Problem statement: Please return, with no alterations, the lines below from the very first through the one that contains "pub fn read_header(record: &[u8])".

══ Material for this exercise ══

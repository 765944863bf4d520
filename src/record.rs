//! Btree Cells hold Records, which contain SQL rows.
//! Each field in a row has a serial type which is not the same as the column SQL type, but varies by the value stored.
//!
//! "A record contains a header and a body, in that order.
//! The header begins with a single varint which determines the total number of bytes in the header"
//! - https://www.sqlite.org/fileformat.html#record_format

use crate::serial_type;
use crate::sql_value::SqlValue;
use crate::varint::read_varint;

#[derive(thiserror::Error, Debug)]
pub enum Error {
    #[error("Payload of {payload_size} bytes is larger than the {max_local} bytes that fit on a page; overflow pages are not supported.")]
    PayloadOverflow { payload_size: i64, max_local: usize },
    #[error("Column {column} has unknown serial type code {code}.")]
    UnknownSerialType { column: usize, code: i64 },
    #[error("Record is truncated: {0} runs past the end of the payload.")]
    Truncated(&'static str),
}

/// The decoded columns of one record, with a count of the columns that could not be decoded.
///
/// A column that fails to decode holds a `SqlValue::Text` describing the failure, so `values` always
/// has one entry per serial type in the header.
#[derive(Debug, Clone, PartialEq)]
pub struct Record {
    pub values: Vec<SqlValue>,
    pub errors: usize,
}

/// Reads the record header at the start of `record`.
///
/// Returns the serial type code of each column, in column order, and the offset where the body begins.
pub fn read_header(record: &[u8]) -> Result<(Vec<i64>, usize), Error> {
    let (hdr_len, hdr_len_len) = read_varint(record);
    if hdr_len_len == 0 || hdr_len < hdr_len_len as i64 || hdr_len as u64 > record.len() as u64 {
        return Err(Error::Truncated("record header"));
    }
    let hdr_len = hdr_len as usize;
    let mut hdr_offset = hdr_len_len;
    let mut serial_types = vec![];
    while hdr_offset < hdr_len {
        let (serial_type, bytes_read) = read_varint(&record[hdr_offset..hdr_len]);
        hdr_offset += bytes_read;
        serial_types.push(serial_type);
    }
    Ok((serial_types, hdr_len))
}

/// Decodes every column of `record`.
///
/// Text that is not valid UTF-8 does not fail the record: the column gets a placeholder value naming the
/// offending bytes and their offset in the body, `errors` is incremented, and decoding continues after the
/// column's declared width.  An unknown serial type code fails the whole record because the widths of it
/// and every later column can no longer be determined.
pub fn decode(record: &[u8]) -> Result<Record, Error> {
    let (serial_types, body_start) = read_header(record)?;
    tracing::debug!(
        "serial types: {:?}",
        serial_types
            .iter()
            .map(|t| serial_type::typecode_to_string(*t))
            .collect::<Vec<_>>()
    );
    let body = &record[body_start..];
    let mut value_offset: usize = 0;
    let mut values = Vec::with_capacity(serial_types.len());
    let mut errors = 0;
    for (column, &code) in serial_types.iter().enumerate() {
        let value_len =
            serial_type::serialized_size(code).ok_or(Error::UnknownSerialType { column, code })?;
        let data = value_offset
            .checked_add(value_len)
            .and_then(|end| body.get(value_offset..end))
            .ok_or(Error::Truncated("record body"))?;
        let value = match serial_type::to_sql_value(code, data) {
            Ok(v) => v,
            Err(serial_type::Error::InvalidStringEncoding(e)) => {
                errors += 1;
                let message = format!(
                    "failed to decode [{}] at {}: {}",
                    hex::encode(data),
                    value_offset,
                    e.utf8_error()
                );
                tracing::error!("column {}: {}", column, message);
                SqlValue::Text(message)
            }
            Err(serial_type::Error::InvalidSerialTypeCode(code)) => {
                return Err(Error::UnknownSerialType { column, code })
            }
            Err(serial_type::Error::Truncated(_)) => return Err(Error::Truncated("record body")),
        };
        values.push(value);
        value_offset += value_len;
    }
    Ok(Record { values, errors })
}

#[test]
fn test_read_header() {
    // 2 byte record header, record type is literal 1 (09), record body has zero bytes.
    assert_eq!(read_header(&[0x02, 0x09]).unwrap(), (vec![9], 2));
    // Header length varint counts itself.
    assert_eq!(read_header(&[0x01]).unwrap(), (vec![], 1));
    // A two byte serial type: 0x81 0x06 is 134, a 60 byte text.
    assert_eq!(read_header(&[0x03, 0x81, 0x06]).unwrap(), (vec![134], 3));
}

#[test]
fn test_read_header_longer_than_record() {
    assert!(matches!(read_header(&[0x05, 0x01]), Err(Error::Truncated(_))));
    assert!(matches!(read_header(&[]), Err(Error::Truncated(_))));
    assert!(matches!(read_header(&[0x00]), Err(Error::Truncated(_))));
}

#[test]
fn test_decode_five_one_byte_ints_value_ten_to_fourteen() {
    let test_record: &[u8] = &[
        0x06, 0x01, 0x01, 0x01, 0x01, 0x01, 0x0a, 0x0b, 0x0c, 0x0d, 0x0e,
    ];
    let r = decode(test_record).unwrap();
    assert_eq!(r.errors, 0);
    assert_eq!(
        r.values,
        (10..=14).map(SqlValue::Int).collect::<Vec<SqlValue>>()
    );
}

#[test]
fn test_decode_various_types() {
    use SqlValue::*;
    // literal 0 | literal 1 | float 3.1415 | "Ten" | NULL
    let test_record: &[u8] = &[
        0x06, 0x08, 0x09, 0x07, 0x13, 0x00, 0x40, 0x09, 0x21, 0xca, 0xc0, 0x83, 0x12, 0x6f, 0x54,
        0x65, 0x6e,
    ];
    let r = decode(test_record).unwrap();
    assert_eq!(
        r.values,
        vec![Int(0), Int(1), Real(3.1415), Text("Ten".to_string()), Null]
    );
}

#[test]
fn test_decode_mixed_widths_advance_offsets() {
    use SqlValue::*;
    // 2 byte int | 6 byte int | blob "ab" | 8 byte int
    let test_record: &[u8] = &[
        0x05, 0x02, 0x05, 0x10, 0x06, 0x01, 0x00, 0x00, 0x00, 0x01, 0x00, 0x00, 0x00, 0x61, 0x62,
        0xff, 0xff, 0xff, 0xff, 0xff, 0xff, 0xff, 0xfe,
    ];
    let r = decode(test_record).unwrap();
    assert_eq!(
        r.values,
        vec![Int(256), Int(1 << 32), Blob(b"ab".to_vec()), Int(-2)]
    );
    assert_eq!(r.errors, 0);
}

#[test]
fn test_decode_bad_utf8_keeps_alignment() {
    // one byte text (15) holding 0xb1 | one byte int 42
    let r = decode(&[0x03, 0x0f, 0x01, 0xb1, 0x2a]).unwrap();
    assert_eq!(r.errors, 1);
    assert_eq!(r.values.len(), 2);
    let message = r.values[0].as_text().expect("placeholder should be text");
    assert!(message.starts_with("failed to decode [b1] at 0"));
    assert_eq!(r.values[1], SqlValue::Int(42));
}

#[test]
fn test_decode_unknown_serial_type() {
    let r = decode(&[0x03, 0x01, 0x0a, 0x05]);
    assert!(matches!(
        r,
        Err(Error::UnknownSerialType { column: 1, code: 10 })
    ));
}

#[test]
fn test_decode_body_shorter_than_header_says() {
    // Header says a 3 byte text, body has 2 bytes.
    assert!(matches!(
        decode(&[0x02, 0x13, b'a', b'b']),
        Err(Error::Truncated(_))
    ));
}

═══

Result of the exercise:
repository 765944863bf4d520
filename src/record.rs
//! Btree Cells hold Records, which contain SQL rows.
//! Each field in a row has a serial type which is not the same as the column SQL type, but varies by the value stored.
//!
//! "A record contains a header and a body, in that order.
//! The header begins with a single varint which determines the total number of bytes in the header"
//! - https://www.sqlite.org/fileformat.html#record_format

use crate::serial_type;
use crate::sql_value::SqlValue;
use crate::varint::read_varint;

#[derive(thiserror::Error, Debug)]
pub enum Error {
    #[error("Payload of {payload_size} bytes is larger than the {max_local} bytes that fit on a page; overflow pages are not supported.")]
    PayloadOverflow { payload_size: i64, max_local: usize },
    #[error("Column {column} has unknown serial type code {code}.")]
    UnknownSerialType { column: usize, code: i64 },
    #[error("Record is truncated: {0} runs past the end of the payload.")]
    Truncated(&'static str),
}

/// The decoded columns of one record, with a count of the columns that could not be decoded.
///
/// A column that fails to decode holds a `SqlValue::Text` describing the failure, so `values` always
/// has one entry per serial type in the header.
#[derive(Debug, Clone, PartialEq)]
pub struct Record {
    pub values: Vec<SqlValue>,
    pub errors: usize,
}

/// Reads the record header at the start of `record`.
///
/// Returns the serial type code of each column, in column order, and the offset where the body begins.
pub fn read_header(record: &[u8]) -> Result<(Vec<i64>, usize), Error> {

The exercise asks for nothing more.